Report how many lines in the records below hold the word "async". Add nothing to the number.

Provided material =
......

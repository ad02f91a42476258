//! [`SqliteStore`], the SQLite implementation of [`ParishStore`].
//!
//! Every trait method ships one synchronous function to the connection
//! thread with [`SqliteStore::run`]. Writes open a `rusqlite` transaction
//! there, so the invariant checks and the rows they guard commit together.

mod assets;
mod finance;
mod leaders;
mod members;
mod notifications;
mod reports;
mod sacraments;
mod settings;

use std::path::Path;

use chrono::NaiveDate;
use rusqlite::{Connection, OptionalExtension as _, types::Value};
use uuid::Uuid;

use mkwawa_core::{
  asset::{AssetForm, AssetMedia, AssetQuery, ChurchAsset},
  finance::{
    CategoryForm, DonationItemFund, DonationItemFundForm, ExpenseCategory,
    Expenditure, ExpenditureForm, FacilityRenting, FacilityRentingForm,
    LedgerQuery, Offering, OfferingCategory, OfferingForm, Pledge, PledgeForm,
    SpecialContribution, SpecialContributionForm,
  },
  leader::{Leader, LeaderForm, LeaderQuery, LeaderView},
  member::{ChurchMember, MemberAttachment, MemberForm, MemberQuery, MemberStatus},
  notification::{
    NewSentSms, Notification, NotificationDelivery, NotificationQuery, SentSms,
  },
  report::{ParishSummary, ReportInputs, ReportPeriod},
  sacrament::{Marriage, MarriageParties, NewMarriage, Revocation},
  settings::{
    Cell, CellForm, ChurchLocation, NewChurchLocation, NewYear, OutStation,
    OutStationForm, Year,
  },
  store::ParishStore,
};

use crate::{Error, Result, encode::encode_uuid, schema::SCHEMA};

// ─── Store ───────────────────────────────────────────────────────────────────

/// A parish store backed by a single SQLite file.
///
/// Cloning is cheap; the inner connection is reference-counted.
#[derive(Clone)]
pub struct SqliteStore {
  conn: tokio_rusqlite::Connection,
}

impl SqliteStore {
  /// Open (or create) a store at `path` and run schema initialisation.
  pub async fn open(path: impl AsRef<Path>) -> Result<Self> {
    let conn = tokio_rusqlite::Connection::open(path).await?;
    let store = Self { conn };
    store.init_schema().await?;
    Ok(store)
  }

  /// Open an in-memory store; useful for testing.
  pub async fn open_in_memory() -> Result<Self> {
    let conn = tokio_rusqlite::Connection::open_in_memory().await?;
    let store = Self { conn };
    store.init_schema().await?;
    Ok(store)
  }

  async fn init_schema(&self) -> Result<()> {
    self
      .conn
      .call(|conn| {
        conn.execute_batch(SCHEMA)?;
        let version: i64 = conn.query_row("PRAGMA user_version", [], |r| r.get(0))?;
        Ok(version)
      })
      .await
      .map(|version| tracing::debug!(version, "schema ready"))?;
    Ok(())
  }

  /// Run `f` on the connection thread.
  async fn run<T, F>(&self, f: F) -> Result<T>
  where
    F: FnOnce(&mut Connection) -> Result<T> + Send + 'static,
    T: Send + 'static,
  {
    self.conn.call(move |conn| Ok(f(conn))).await?
  }
}

#[cfg(test)]
impl SqliteStore {
  /// Run raw SQL, for tests that need rows the public API cannot produce.
  pub(crate) async fn execute_batch(&self, sql: impl Into<String>) -> Result<()> {
    let sql = sql.into();
    self.run(move |c| Ok(c.execute_batch(&sql)?)).await
  }
}

// ─── Shared SQL helpers ──────────────────────────────────────────────────────

/// Whether `table` has a row with primary key `id`.
pub(crate) fn exists(conn: &Connection, table: &str, id: Uuid) -> Result<bool> {
  let found = conn
    .query_row(
      &format!("SELECT 1 FROM {table} WHERE id = ?1"),
      rusqlite::params![encode_uuid(id)],
      |_| Ok(()),
    )
    .optional()?;
  Ok(found.is_some())
}

/// `NotFound` unless `table` has a row with primary key `id`.
pub(crate) fn require(conn: &Connection, table: &str, entity: &'static str, id: Uuid) -> Result<()> {
  if exists(conn, table, id)? {
    Ok(())
  } else {
    Err(mkwawa_core::Error::not_found(entity, id).into())
  }
}

/// Whether any row of `table` has `column = value`.
pub(crate) fn any_with(conn: &Connection, table: &str, column: &str, value: &str) -> Result<bool> {
  let found = conn
    .query_row(
      &format!("SELECT 1 FROM {table} WHERE {column} = ?1 LIMIT 1"),
      rusqlite::params![value],
      |_| Ok(()),
    )
    .optional()?;
  Ok(found.is_some())
}

/// `NotFound` when an `UPDATE`/`DELETE` touched no row.
pub(crate) fn touched(changed: usize, entity: &'static str, id: Uuid) -> Result<()> {
  if changed == 0 {
    Err(mkwawa_core::Error::not_found(entity, id).into())
  } else {
    Ok(())
  }
}

/// `WHERE` clauses collected from optional query fields.
#[derive(Default)]
pub(crate) struct Filters {
  clauses: Vec<String>,
  args:    Vec<Value>,
}

impl Filters {
  /// Add `clause`, whose placeholders are written as `?`, bound to `args`.
  pub fn push(&mut self, clause: impl Into<String>, args: impl IntoIterator<Item = Value>) {
    self.clauses.push(clause.into());
    self.args.extend(args);
  }

  pub fn eq(&mut self, column: &str, value: Option<impl Into<Value>>) {
    if let Some(v) = value {
      self.push(format!("{column} = ?"), [v.into()]);
    }
  }

  pub fn uuid(&mut self, column: &str, value: Option<Uuid>) {
    self.eq(column, value.map(encode_uuid));
  }

  /// Match an enum column against the label the enum displays as.
  pub fn label(&mut self, column: &str, value: Option<impl ToString>) {
    self.eq(column, value.map(|v| v.to_string()));
  }

  pub fn where_sql(&self) -> String {
    if self.clauses.is_empty() {
      String::new()
    } else {
      format!(" WHERE {}", self.clauses.join(" AND "))
    }
  }

  pub fn args(&self) -> rusqlite::ParamsFromIter<std::slice::Iter<'_, Value>> {
    rusqlite::params_from_iter(self.args.iter())
  }
}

......

Response to the exercise =
5